Baughman et al describes a sheet binding apparatus for use with a high speed document copier. The sheet binding apparatus is adapted to receive sheets moving along a first path and to apply adhesive adjacent to a edge of such sheets as they move in a direction perpendicular to the path. The binding apparatus includes a sheet drive mechanism for altering the direction of movement of the received sheets so as to advance the sheets along a second path which is substantially parallel with the edge to which the adhesive is to be applied. An adhesive applicator is stationarily positioned along the second path to apply a strip of adhesive to the sheets as they move therepast.
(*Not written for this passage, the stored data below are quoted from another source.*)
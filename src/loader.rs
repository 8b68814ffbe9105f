//! Builder-API surface (spec §6): the model-construction operations a
//! loader (file format reader, GUI, or script) drives a [`ComponentSystem`]
//! through. Grounded on `original_source/HopsanCore/src/ComponentSystem.cc`'s
//! `addComponent`/`renameSubComponent`/`removeSubComponent`/`connect`
//! family, exposed here as one name-addressed surface instead of the
//! original's mix of pointer- and name-based overloads.

use crate::component::{ComponentBehavior, ComponentCore, ComponentId, CqsType, DummyBehavior};
use crate::error::{HopsanError, HopsanResult};
use crate::node::{default_node, NodeType};
use crate::parameter::ParameterType;
use crate::port::{Port, PortId, PortVariant};
use crate::system::ComponentSystem;

/// Constructs a component's behavior (and any CQS/port defaults it
/// implies) from a registered type name. Unknown type names fall back to
/// [`DummyBehavior`] per spec §6 rather than failing the load outright.
pub trait ComponentFactory: Send + Sync {
    fn create(&self, type_name: &str) -> Option<(CqsType, Box<dyn ComponentBehavior>)>;
}

/// A factory that never recognizes anything; every component it builds
/// is a no-op [`DummyBehavior`]. Useful for loading a model topology
/// when the component library behaviors are not needed (e.g. config
/// validation or the test suite).
#[derive(Debug, Default, Clone, Copy)]
pub struct DummyFactory;

impl ComponentFactory for DummyFactory {
    fn create(&self, _type_name: &str) -> Option<(CqsType, Box<dyn ComponentBehavior>)> {
        None
    }
}

/// Creates a component via `factory` and adds it to `system`, returning
/// its id. Mirrors `HopsanEssentials::createComponent` followed by
/// `ComponentSystem::addComponent`.
pub fn create_component(
    system: &mut ComponentSystem,
    factory: &dyn ComponentFactory,
    type_name: &str,
    name: &str,
) -> ComponentId {
    let (cqs, behavior) = factory
        .create(type_name)
        .unwrap_or((CqsType::Undefined, Box::new(DummyBehavior)));
    let core = ComponentCore::new(name, type_name, cqs);
    system.add_component(core, behavior)
}

pub fn rename_sub_component(system: &mut ComponentSystem, old_name: &str, new_name: &str) -> HopsanResult<()> {
    system.rename_component(old_name, new_name)
}

pub fn remove_sub_component(system: &mut ComponentSystem, name: &str) -> HopsanResult<()> {
    system.remove_component(name)
}

fn resolve_port(system: &ComponentSystem, component_name: &str, port_name: &str) -> HopsanResult<(ComponentId, PortId)> {
    let comp_id = system
        .get_component(component_name)
        .ok_or_else(|| HopsanError::validation(format!("no component named '{component_name}'")))?;
    let port_id = system
        .components()
        .get(comp_id)
        .and_then(|c| c.core.port_id(port_name))
        .ok_or_else(|| HopsanError::validation(format!("component '{component_name}' has no port '{port_name}'")))?;
    Ok((comp_id, port_id))
}

/// Connects two ports by component/port name, creating the node that
/// will carry their shared variables. Mirrors the name-addressed
/// `ComponentSystem::connect` overload.
pub fn connect(
    system: &mut ComponentSystem,
    comp1: &str,
    port1: &str,
    comp2: &str,
    port2: &str,
) -> HopsanResult<()> {
    let (_c1, p1) = resolve_port(system, comp1, port1)?;
    let (_c2, p2) = resolve_port(system, comp2, port2)?;
    system.connect(p1, p2, default_node)?;
    Ok(())
}

pub fn disconnect(
    system: &mut ComponentSystem,
    comp1: &str,
    port1: &str,
    comp2: &str,
    port2: &str,
) -> HopsanResult<()> {
    let (_c1, p1) = resolve_port(system, comp1, port1)?;
    let (_c2, p2) = resolve_port(system, comp2, port2)?;
    system.disconnect(p1, p2, default_node)
}

/// Adds a system (interface) port directly on `system` itself, the way
/// `addSystemPort` exposes a subsystem boundary variable to its parent.
pub fn add_system_port(system: &mut ComponentSystem, name: &str, node_type: NodeType) -> PortId {
    let owner = ComponentId::dangling();
    let port_id = system
        .ports_mut()
        .insert(Port::new(name, PortVariant::System, node_type, owner, false));
    system.core.add_port(name, port_id);
    port_id
}

pub fn set_system_parameter(system: &mut ComponentSystem, name: &str, value: &str, ty: ParameterType) -> HopsanResult<()> {
    system.set_system_parameter(name, value, ty)
}

#[cfg(test)]
mod tests {
    use super::*;

    #[test]
    fn unknown_type_name_falls_back_to_dummy_behavior() {
        let mut sys = ComponentSystem::new("root");
        let id = create_component(&mut sys, &DummyFactory, "SomeUnknownType", "c1");
        assert!(sys.components().get(id).is_some());
        assert_eq!(sys.components().get(id).unwrap().core.cqs, CqsType::Undefined);
    }

    #[test]
    fn connect_and_disconnect_by_name() {
        let mut sys = ComponentSystem::new("root");
        let src = create_component(&mut sys, &DummyFactory, "Src", "source");
        let dst = create_component(&mut sys, &DummyFactory, "Sink", "sink");
        let out = sys
            .ports_mut()
            .insert(Port::new("out", PortVariant::WriteSignal, NodeType::Signal, src, false));
        let inp = sys
            .ports_mut()
            .insert(Port::new("in", PortVariant::ReadSignal, NodeType::Signal, dst, false));
        sys.components_mut().get_mut(src).unwrap().core.add_port("out", out);
        sys.components_mut().get_mut(dst).unwrap().core.add_port("in", inp);

        connect(&mut sys, "source", "out", "sink", "in").unwrap();
        assert!(sys.ports().get(out).unwrap().is_connected());
        disconnect(&mut sys, "source", "out", "sink", "in").unwrap();
        assert!(!sys.ports().get(out).unwrap().is_connected_to(inp));
    }
}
After the adhesive is applied, the sheets are stacked, in registration, with the adhesive interposed between adjacent sheets.
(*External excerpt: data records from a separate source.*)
//! A time-domain transmission-line-method (TLM) simulation engine for
//! lumped physical systems: hydraulic, mechanical, electric and signal
//! components exchange wave variables through shared nodes, stepped by
//! a Signal → C → Q phase schedule each timestep.
//!
//! [`HopsanEssentials`] is the crate's entry point, the way the
//! teacher's `Universe` is the root handle a caller creates once and
//! uses to spin up any number of [`ComponentSystem`]s that all share its
//! [`QuantityRegistry`].

pub mod arena;
pub mod component;
pub mod connection;
pub mod error;
pub mod facade;
pub mod loader;
pub mod message;
pub mod node;
pub mod parameter;
pub mod port;
pub mod quantity;
pub mod scheduler;
pub mod script;
pub mod system;

pub use component::{ComponentBehavior, ComponentCore, ComponentId, ComponentInstance, CqsType};
pub use connection::ComponentLookup;
pub use error::{HopsanError, HopsanResult};
pub use facade::{SimulationFacade, SimulationSettings, StopHandle};
pub use message::{Message, MessageBus, MessageKind};
pub use node::{Node, NodeId, NodeType};
pub use parameter::{Parameter, ParameterHandler, ParameterType, ParameterValue};
pub use port::{Port, PortId, PortKind, PortVariant};
pub use quantity::QuantityRegistry;
pub use system::{ComponentSystem, SystemId};

use std::sync::Arc;

/// Root handle a caller creates once per process (or per independent
/// model namespace). Owns the [`QuantityRegistry`] every
/// [`ComponentSystem`] it creates shares — the registry's lifetime is
/// tied to its first `HopsanEssentials` and released once the last
/// clone of the `Arc` drops (spec §4.1), mirroring how the teacher's
/// `Universe` owns the `BlockAllocator` every `World` it creates shares.
#[derive(Clone)]
pub struct HopsanEssentials {
    quantities: Arc<QuantityRegistry>,
}

impl Default for HopsanEssentials {
    fn default() -> Self {
        Self::new()
    }
}

impl HopsanEssentials {
    /// Creates an engine instance with the built-in quantity table
    /// (spec §4.1).
    pub fn new() -> Self {
        HopsanEssentials {
            quantities: Arc::new(QuantityRegistry::with_builtins()),
        }
    }

    /// Creates an engine instance with a caller-supplied registry
    /// instead of the built-in one (e.g. a registry with extra
    /// project-specific quantities registered).
    pub fn with_quantities(quantities: QuantityRegistry) -> Self {
        HopsanEssentials {
            quantities: Arc::new(quantities),
        }
    }

    pub fn quantities(&self) -> &QuantityRegistry {
        &self.quantities
    }

    /// Creates an empty root [`ComponentSystem`] named `name`, the
    /// starting point a loader (spec §6) fills in with components and
    /// connections.
    pub fn create_component_system(&self, name: impl Into<String>) -> ComponentSystem {
        ComponentSystem::new(name)
    }
}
Coons discloses an operator replaceable cartridge having a housing storing a supply of adhesiver therein. A glue applicator blade is positioned in the housing with a portion thereof extending therefrom. The glue applicator blade is of the length at least equal to the length of a marginal region of a sheet adapted to have glue deposited thereon. The housing with the glue applicator blade is reciprocated into and out of contact with a marginal region of the sheets advanced thereto in seriatim. The glue applicator blade forms a line of adhesive on the marginal region of each sheet. The sheets are overlaid and pressed together to form a bound booklet.
In accordance with one aspect of the features of the present invention, there is provided an operator replaceably cartridge in an apparatus which binds together a plurality of sheets to form a bound booklet thereof. The apparatus includes a housing defining a chamber arranged to store a supply of adhesive therein. Means regulate the flow of the adhesive being stored in the chamber of the housing. An applicator blade is mounted on the housing. The applicator blade is in communication with the chamber of the housing for receiving adhesive therefrom. The regulating means regulates the flow of the adhesive in the chamber to control the distribution of the adhesive on the applicator blade.
Pursuant to another aspect of the features of the present invention, there is provided an apparatus for adhesively binding together a plurality of sheets to form a bound booklet thereof. Means are provided for receiving successive sheets. An operator replaceable cartridge is used. The cartridge comprises a housing defining a chamber arranged to store a supply of adhesive therein. Means regulate the flow of the adhesive stored in the chamber of the housing. An applicator blade is mounted on the housing in communication with the chamber therein for receiving adhesive therefrom. The regulating means regulates the flow of the adhesive in the chamber to control the distribution of adhesive on the applicator blade. Means are provided for reciprocating the cartridge so that a portion of the applicator blade contacts the marginal region of successive sheets in the receiving means to apply a strip of adhesive thereon.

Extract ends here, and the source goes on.